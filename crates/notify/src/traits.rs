//! Message channel trait definition and shared error types.

/// Errors that can occur while handing a message to a channel.
#[derive(Debug, thiserror::Error)]
pub enum NotifyError {
    #[error("HTTP request failed: {0}")]
    Http(#[from] reqwest::Error),

    #[error("channel rejected message with status {status}: {body}")]
    Rejected { status: u16, body: String },

    #[error("Rate limited: retry after {retry_after_secs}s")]
    RateLimited { retry_after_secs: f64 },

    #[error("Template rendering failed: {0}")]
    Template(String),

    #[error("Configuration error: {0}")]
    Config(String),
}

/// A single message ready for delivery.
#[derive(Debug, Clone, PartialEq)]
pub enum Message {
    /// Rich message with a title and an accent colour.
    Embed {
        title: String,
        description: String,
        color: u32,
    },
    /// Plain text message.
    Text(String),
}

impl Message {
    pub fn embed(title: impl Into<String>, description: impl Into<String>, color: u32) -> Self {
        Self::Embed {
            title: title.into(),
            description: description.into(),
            color,
        }
    }
}

/// Trait for chat sink implementations.
///
/// A channel delivers exactly one message per call and does not retry.
#[async_trait::async_trait]
pub trait MessageChannel: Send + Sync {
    /// Deliver one message through this channel.
    async fn send(&self, message: &Message) -> Result<(), NotifyError>;

    /// Human-readable name for this channel (e.g., "mula", "alerts").
    fn channel_name(&self) -> &str;
}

(TASK DETAILS):
Set down the material above again, word for word.

(THE ANSWER):
filename crates/notify/src/traits.rs
//! Message channel trait definition and shared error types.

/// Errors that can occur while handing a message to a channel.
#[derive(Debug, thiserror::Error)]
pub enum NotifyError {
    #[error("HTTP request failed: {0}")]
    Http(#[from] reqwest::Error),

    #[error("channel rejected message with status {status}: {body}")]
    Rejected { status: u16, body: String },

    #[error("Rate limited: retry after {retry_after_secs}s")]
    RateLimited { retry_after_secs: f64 },

    #[error("Template rendering failed: {0}")]
    Template(String),

    #[error("Configuration error: {0}")]
    Config(String),
}

/// A single message ready for delivery.
#[derive(Debug, Clone, PartialEq)]
pub enum Message {
    /// Rich message with a title and an accent colour.
    Embed {
        title: String,
        description: String,
        color: u32,
    },
    /// Plain text message.
    Text(String),
}

impl Message {
    pub fn embed(title: impl Into<String>, description: impl Into<String>, color: u32) -> Self {
        Self::Embed {
            title: title.into(),
            description: description.into(),
            color,
        }
    }
}

/// Trait for chat sink implementations.
///
/// A channel delivers exactly one message per call and does not retry.
#[async_trait::async_trait]
pub trait MessageChannel: Send + Sync {
    /// Deliver one message through this channel.
    async fn send(&self, message: &Message) -> Result<(), NotifyError>;

    /// Human-readable name for this channel (e.g., "mula", "alerts").
    fn channel_name(&self) -> &str;
}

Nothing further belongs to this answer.